On startup, Docker now waits for Postgres to become healthy, runs a one-shot `migrate` service, and only then starts the selected app container. For development, that bootstrap runs `db:generate` every time, but `db:deploy` and `db:seed` only the first time for a persisted dev database, so your local data survives rebuilds and normal restarts.
Default dev platform administrator:
- email: `admin@rentaldrivego.com`
- password: `changeme123`
If you intentionally want a fresh dev bootstrap:
```bash
docker compose -f docker-compose.dev.yml down -v
```
If you want to keep the database and only apply new schema changes manually:
```bash
docker compose -f docker-compose.dev.yml run --rm migrate sh -c "npm run db:deploy"
```
pgAdmin dev login:
- email: `admin@rentaldrivego.local`
- email: `admin@rentaldrivego.dev`
- password: `admin`
pgAdmin opens with the dev Postgres server pre-registered as `RentalDriveGo Dev DB`.
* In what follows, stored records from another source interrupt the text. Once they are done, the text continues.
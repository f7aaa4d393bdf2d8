//! Tracing initialization for the cli-server.
//!
//! Always logs to stderr through `tracing-subscriber`. When an OTLP endpoint
//! is configured, spans are also exported over gRPC.

use std::time::Duration;

use anyhow::{Context, Result};
use cliconf::TelemetryConfig;
use opentelemetry::trace::TracerProvider as _;
use opentelemetry::{global, KeyValue};
use opentelemetry_otlp::WithExportConfig;
use opentelemetry_sdk::trace::{RandomIdGenerator, Sampler, SdkTracerProvider};
use opentelemetry_sdk::Resource;
use tracing_subscriber::{layer::SubscriberExt, util::SubscriberInitExt, EnvFilter};

/// Timeout for OTLP exports - prevents blocking on unavailable endpoints
const EXPORT_TIMEOUT: Duration = Duration::from_secs(5);

/// Keeps the exporter alive; call [`TelemetryGuard::shutdown`] before exit.
#[must_use]
pub struct TelemetryGuard {
    tracer_provider: Option<SdkTracerProvider>,
}

impl TelemetryGuard {
    /// Flush pending spans. Failures are reported but never fatal.
    pub fn shutdown(self) {
        if let Some(provider) = self.tracer_provider {
            tracing::info!("🔭 Flushing OpenTelemetry spans...");
            if let Err(e) = provider.shutdown() {
                eprintln!("OpenTelemetry shutdown failed: {e}");
            }
        }
    }
}

/// Install the global subscriber.
pub fn init(config: &TelemetryConfig) -> Result<TelemetryGuard> {
    let env_filter = EnvFilter::try_new(&config.log_level)
        .or_else(|_| EnvFilter::try_new("info"))
        .context("Failed to build log filter")?;

    let tracer_provider = config
        .otlp_endpoint
        .as_deref()
        .map(tracer_provider)
        .transpose()?;

    let otel_layer = tracer_provider.as_ref().map(|provider| {
        global::set_tracer_provider(provider.clone());
        tracing_opentelemetry::layer().with_tracer(provider.tracer("cli-server"))
    });

    tracing_subscriber::registry()
        .with(env_filter)
        .with(tracing_subscriber::fmt::layer())
        .with(otel_layer)
        .try_init()
        .context("Failed to install tracing subscriber")?;

    if let Some(endpoint) = &config.otlp_endpoint {
        tracing::info!("🔭 OpenTelemetry initialized with OTLP endpoint: {}", endpoint);
    }

    Ok(TelemetryGuard { tracer_provider })
}

fn tracer_provider(otlp_endpoint: &str) -> Result<SdkTracerProvider> {
    let resource = Resource::builder_empty()
        .with_service_name("cli-server")
        .with_attributes(vec![
            KeyValue::new("service.version", env!("CARGO_PKG_VERSION")),
            KeyValue::new("deployment.environment", "development"),
        ])
        .build();

    let exporter = opentelemetry_otlp::SpanExporter::builder()
        .with_tonic()
        .with_endpoint(normalize_endpoint(otlp_endpoint))
        .with_timeout(EXPORT_TIMEOUT)
        .build()
        .context("Failed to create OTLP span exporter")?;

    let batch_span_processor =
        opentelemetry_sdk::trace::BatchSpanProcessor::builder(exporter).build();

    Ok(SdkTracerProvider::builder()
        .with_span_processor(batch_span_processor)
        .with_sampler(Sampler::AlwaysOn)
        .with_id_generator(RandomIdGenerator::default())
        .with_resource(resource)
        .build())
}

/// The tonic exporter wants a URL; accept bare `host:port` too.
fn normalize_endpoint(endpoint: &str) -> String {
    if endpoint.starts_with("http") {
        endpoint.to_string()
    } else {
        format!("http://{}", endpoint)
    }
}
pgAdmin Postgres connection:
- host: `postgres`
- port: `5432`
- database: `rentaldrivego`
- username: `postgres`
- password: `password`
### Standalone pgManage
If you want a standalone Postgres management UI without starting the full development stack:
```bash
docker compose -f docker-compose.pgmanage.yml up -d
```
It publishes `http://localhost:8000` with a standard Docker port mapping and persists its data in the named Docker volume `pgmanage_data`.
From inside the container, connect to the local Postgres service through `host.docker.internal:5432`.
### Test
Use the test stack to run repeatable containerized verification:
```bash
docker compose -f docker-compose.test.yml up --build --abort-on-container-exit
```
The test container runs:
- `npm run db:deploy`
- `npm run db:generate`
- `npm run type-check`
- `npm run build`
### Production
The production stack runs behind **Traefik** (reverse proxy + automatic HTTPS via Let's Encrypt). All services communicate over a private Docker network (`internal`). Traefik reaches public-facing services via a separate `traefik-proxy` network.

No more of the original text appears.